He went on to narrate the events that led up to the disaster.
“It began on a Thursday. The sky looked to be promising plenty of rain but this time we noticed it was different. The sky grew increasingly darker and darker and the winds were untenably strong. All the signs were pointing to a storm that was not like one any of us had witnessed before. It began to rain and it went on for hours. The water began to rise and homes were being swept away before our eyes. We survived only by the grace of God. With our homes our livelihoods were swept away by those waters. The crops we had planted, those we had stored, they were all gone. 18 bridges were destroyed in this area alone. Before the storm we sold Avocados, Bananas, Natjies and now those are gone. We are at a point where we are beginning again.”
After hearing these and other harrowing accounts, AU made a commitment to stand by the community with Prof. Furusa adding,
“This is only the beginning! What we are doing here today is the first in many more support initiatives that we have lined up for you. We are with you and you are not alone.”
Members of the Executive Cabinet, students and senior staff went on to distribute the donated food and clothing items after which the AU team took time to fellowship and be with the Rusitu community who were immensely grateful to the team for taking the time to share in their lives and their experiences post Cyclone Idai.

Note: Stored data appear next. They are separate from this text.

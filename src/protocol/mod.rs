//! Discord IPC RPC wire protocol.
//!
//! Every message on the stream is one [`Frame`]: an 8-byte header of two
//! little-endian `u32` values (opcode, payload length) followed by exactly
//! that many bytes of UTF-8 JSON.
//!
//! Submodules:
//! - `codec`: frame encoding, decoding, and the resumable [`FrameReader`](codec::FrameReader).
//! - `handshake`: the version/identity exchange that precedes any command.
//! - `command`: nonce-correlated command send and deadline-bounded response polling.

use std::fmt::{Display, Formatter};

use serde::{Deserialize, Serialize};
use serde_json::{Map, Value};

use crate::AppError;

pub mod codec;
pub mod command;
pub mod handshake;

/// Protocol version announced in the handshake.
pub const PROTOCOL_VERSION: u32 = 1;

/// `cmd` value carried by unsolicited events and the handshake reply.
pub const DISPATCH_COMMAND: &str = "DISPATCH";

/// `evt` value confirming the handshake.
pub const READY_EVENT: &str = "READY";

/// `evt` value marking a failed command.
pub const ERROR_EVENT: &str = "ERROR";

/// Command listing the channels of a guild.
pub const GET_CHANNELS_COMMAND: &str = "GET_CHANNELS";

/// Frame category tag.
#[derive(Debug, Clone, Copy, PartialEq, Eq, Hash)]
#[repr(u32)]
pub enum Opcode {
    /// Initial version/identity exchange.
    Handshake = 0,
    /// Command or response payload.
    Frame = 1,
    /// Peer-initiated shutdown carrying a close code and message.
    Close = 2,
    /// Keep-alive probe; answered with [`Opcode::Pong`].
    Ping = 3,
    /// Keep-alive answer.
    Pong = 4,
}

impl Opcode {
    /// Numeric wire value.
    #[must_use]
    pub const fn as_u32(self) -> u32 {
        self as u32
    }
}

impl TryFrom<u32> for Opcode {
    type Error = AppError;

    fn try_from(value: u32) -> Result<Self, Self::Error> {
        match value {
            0 => Ok(Self::Handshake),
            1 => Ok(Self::Frame),
            2 => Ok(Self::Close),
            3 => Ok(Self::Ping),
            4 => Ok(Self::Pong),
            other => Err(AppError::Framing(format!("unknown opcode {other}"))),
        }
    }
}

impl Display for Opcode {
    fn fmt(&self, f: &mut Formatter<'_>) -> std::fmt::Result {
        let name = match self {
            Self::Handshake => "HANDSHAKE",
            Self::Frame => "FRAME",
            Self::Close => "CLOSE",
            Self::Ping => "PING",
            Self::Pong => "PONG",
        };
        f.write_str(name)
    }
}

/// One decoded message.
#[derive(Debug, Clone, PartialEq)]
pub struct Frame {
    /// Frame category.
    pub opcode: Opcode,
    /// Parsed JSON payload.
    pub payload: Value,
}

/// Handshake payload: `{"v": 1, "client_id": "..."}`.
#[derive(Debug, Clone, PartialEq, Eq, Serialize, Deserialize)]
pub struct HandshakeRequest {
    /// Protocol version.
    #[serde(rename = "v")]
    pub protocol_version: u32,
    /// Application identifier.
    pub client_id: String,
}

/// Outcome of a confirmed handshake.
#[derive(Debug, Clone, Default, PartialEq, Eq)]
pub struct HandshakeResult {
    /// Session identifier from the READY data, when the peer supplies one.
    pub session_id: Option<String>,
    /// Protocol version echoed in the READY data.
    pub protocol_version: Option<u64>,
}

/// Outbound command: `{"cmd": "...", "args": {...}, "nonce": "..."}`.
#[derive(Debug, Clone, PartialEq, Serialize, Deserialize)]
pub struct Command {
    /// Command name.
    #[serde(rename = "cmd")]
    pub name: String,
    /// Command arguments.
    #[serde(rename = "args")]
    pub arguments: Map<String, Value>,
    /// Correlation token, fresh per command.
    pub nonce: String,
}

/// Inbound command response or dispatch event.
#[derive(Debug, Clone, PartialEq, Serialize, Deserialize)]
pub struct CommandResponse {
    /// Command name the response belongs to.
    #[serde(rename = "cmd")]
    pub name: String,
    /// Correlation token; `null` on unsolicited events.
    #[serde(default)]
    pub nonce: Option<String>,
    /// Event tag, `ERROR` on failure.
    #[serde(rename = "evt", default, skip_serializing_if = "Option::is_none")]
    pub event: Option<String>,
    /// Response body.
    #[serde(default)]
    pub data: Value,
}

impl CommandResponse {
    /// Whether this response reports a failed command.
    #[must_use]
    pub fn is_error(&self) -> bool {
        self.event.as_deref() == Some(ERROR_EVENT)
    }

    /// Human-readable message from an `ERROR` response body.
    #[must_use]
    pub fn error_message(&self) -> String {
        self.data
            .get("message")
            .and_then(Value::as_str)
            .map_or_else(|| self.data.to_string(), ToOwned::to_owned)
    }
}

/// Render a peer CLOSE payload (`{"code": 4000, "message": "..."}`) for errors.
pub(crate) fn describe_close(payload: &Value) -> String {
    let message = payload
        .get("message")
        .and_then(Value::as_str)
        .unwrap_or("no message");
    match payload.get("code").and_then(Value::as_i64) {
        Some(code) => format!("peer sent CLOSE ({code}): {message}"),
        None => format!("peer sent CLOSE: {message}"),
    }
}
//! Length-prefixed JSON frame codec.
//!
//! ```text
//! ┌──────────┬──────────┬─────────────────────┐
//! │ Opcode   │ Length   │ Payload             │
//! │ 4 bytes  │ 4 bytes  │ `Length` bytes JSON │
//! │ uint32 LE│ uint32 LE│ UTF-8               │
//! └──────────┴──────────┴─────────────────────┘
//! ```
//!
//! [`encode`] and [`decode`] operate on whole frames. [`FrameReader`] pulls
//! frames off a [`Connection`] whose reads may time out part-way through a
//! frame, keeping already-received bytes until the frame completes.

use std::io::{self, ErrorKind, Read};
use std::time::Instant;

use serde::Serialize;
use serde_json::Value;

use super::{Frame, Opcode};
use crate::transport::{closed_kind, Connection};
use crate::{AppError, Result};

/// Header size in bytes (fixed, exactly 8).
pub const HEADER_SIZE: usize = 8;

/// Largest payload accepted from the peer: 16 MiB.
///
/// A header announcing more than this is rejected before any payload is
/// buffered.
pub const MAX_PAYLOAD_BYTES: u32 = 16 * 1024 * 1024;

const READ_CHUNK: usize = 4096;

/// Serialize `payload` to JSON and prepend the 8-byte header.
///
/// # Errors
///
/// Returns `AppError::Framing` if the payload cannot be serialized or is
/// larger than [`MAX_PAYLOAD_BYTES`].
pub fn encode<T: Serialize + ?Sized>(opcode: Opcode, payload: &T) -> Result<Vec<u8>> {
    let body = serde_json::to_vec(payload)?;
    let length = u32::try_from(body.len())
        .ok()
        .filter(|len| *len <= MAX_PAYLOAD_BYTES)
        .ok_or_else(|| {
            AppError::Framing(format!(
                "payload of {} bytes exceeds maximum {MAX_PAYLOAD_BYTES}",
                body.len()
            ))
        })?;

    let mut bytes = Vec::with_capacity(HEADER_SIZE + body.len());
    bytes.extend_from_slice(&opcode.as_u32().to_le_bytes());
    bytes.extend_from_slice(&length.to_le_bytes());
    bytes.extend_from_slice(&body);
    Ok(bytes)
}

/// Parse an 8-byte header into its opcode and declared payload length.
///
/// # Errors
///
/// Returns `AppError::Framing` if the header is not exactly
/// [`HEADER_SIZE`] bytes, names an unknown opcode, or declares a payload
/// larger than [`MAX_PAYLOAD_BYTES`].
pub fn parse_header(header: &[u8]) -> Result<(Opcode, u32)> {
    let header: [u8; HEADER_SIZE] = header.try_into().map_err(|_| {
        AppError::Framing(format!(
            "header must be {HEADER_SIZE} bytes, got {}",
            header.len()
        ))
    })?;

    let opcode = Opcode::try_from(u32::from_le_bytes([
        header[0], header[1], header[2], header[3],
    ]))?;
    let length = u32::from_le_bytes([header[4], header[5], header[6], header[7]]);

    if length > MAX_PAYLOAD_BYTES {
        return Err(AppError::Framing(format!(
            "declared payload of {length} bytes exceeds maximum {MAX_PAYLOAD_BYTES}"
        )));
    }

    Ok((opcode, length))
}

/// Decode one frame from its header and payload bytes.
///
/// # Errors
///
/// Returns `AppError::Framing` if the header is invalid, if `payload` is
/// not exactly the declared length, or if it is not UTF-8 JSON.
pub fn decode(header: &[u8], payload: &[u8]) -> Result<Frame> {
    let (opcode, length) = parse_header(header)?;

    if payload.len() != length as usize {
        return Err(AppError::Framing(format!(
            "payload length mismatch: header declares {length} bytes, got {}",
            payload.len()
        )));
    }

    let text = std::str::from_utf8(payload)
        .map_err(|err| AppError::Framing(format!("payload is not valid utf-8: {err}")))?;
    let payload: Value = serde_json::from_str(text)?;

    Ok(Frame { opcode, payload })
}

/// Incremental frame reader that survives read timeouts.
///
/// Bytes read before a timeout stay buffered, so the next poll resumes in
/// the middle of the frame instead of misreading payload bytes as a header.
#[derive(Debug, Default)]
pub struct FrameReader {
    buf: Vec<u8>,
}

impl FrameReader {
    /// Create an empty reader.
    #[must_use]
    pub fn new() -> Self {
        Self::default()
    }

    /// Number of bytes buffered toward the next frame.
    #[must_use]
    pub fn buffered(&self) -> usize {
        self.buf.len()
    }

    /// Read until one complete frame is available, a read times out, or
    /// `deadline` passes.
    ///
    /// Returns `Ok(None)` when no complete frame is available yet; buffered
    /// bytes are kept for the next call.
    ///
    /// # Errors
    ///
    /// - `AppError::ConnectionClosed` if the peer closes the stream.
    /// - `AppError::Framing` if the buffered bytes do not form a valid frame.
    /// - `AppError::Io` on any other read failure.
    pub fn poll_frame(
        &mut self,
        conn: &mut dyn Connection,
        deadline: Instant,
    ) -> Result<Option<Frame>> {
        let mut chunk = [0u8; READ_CHUNK];

        loop {
            if let Some(frame) = self.take_frame()? {
                return Ok(Some(frame));
            }

            if Instant::now() >= deadline {
                return Ok(None);
            }

            match conn.read(&mut chunk) {
                Ok(0) => {
                    return Err(AppError::ConnectionClosed(format!(
                        "peer closed the stream with {} bytes of a partial frame buffered",
                        self.buf.len()
                    )));
                }
                Ok(n) => self.buf.extend_from_slice(&chunk[..n]),
                Err(err) if is_timeout(&err) => return Ok(None),
                Err(err) if err.kind() == ErrorKind::Interrupted => {}
                Err(err) if closed_kind(err.kind()) => {
                    return Err(AppError::ConnectionClosed(err.to_string()));
                }
                Err(err) => return Err(AppError::Io(format!("read failed: {err}"))),
            }
        }
    }

    /// Split one complete frame off the front of the buffer.
    fn take_frame(&mut self) -> Result<Option<Frame>> {
        if self.buf.len() < HEADER_SIZE {
            return Ok(None);
        }

        let (_, length) = parse_header(&self.buf[..HEADER_SIZE])?;
        let end = HEADER_SIZE + length as usize;
        if self.buf.len() < end {
            return Ok(None);
        }

        let frame = decode(&self.buf[..HEADER_SIZE], &self.buf[HEADER_SIZE..end]);
        self.buf.drain(..end);
        frame.map(Some)
    }
}

fn is_timeout(err: &io::Error) -> bool {
    matches!(err.kind(), ErrorKind::WouldBlock | ErrorKind::TimedOut)
}
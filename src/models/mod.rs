//! Typed command results.

pub mod channel;

pub use channel::{channels_from_data, Channel, ChannelKind};
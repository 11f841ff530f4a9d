#![forbid(unsafe_code)]

//! Client for the Discord desktop IPC RPC protocol.
//!
//! Finds the local socket or named pipe, performs the versioned handshake,
//! and runs nonce-correlated commands with deadline-bounded responses.

pub mod config;
pub mod errors;
pub mod models;
pub mod output;
pub mod protocol;
pub mod session;
pub mod transport;

pub use config::RpcConfig;
pub use errors::{AppError, Result};
pub use session::RpcSession;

Africa University stands strong as a university that is fully immersed and in tune with the community that it serves. This philosophy has led to the intuitions’ recognition by organizations such as the Corporate Social Responsibility Network and the Megafest Awards for its continued support of community building initiatives that live up to its mantra of creating impactful, transformative and empowering projects that ultimately feed into and contribute to continental and global development initiatives such as the African Unions’ Agenda 2063 and the Millennium Development Goals.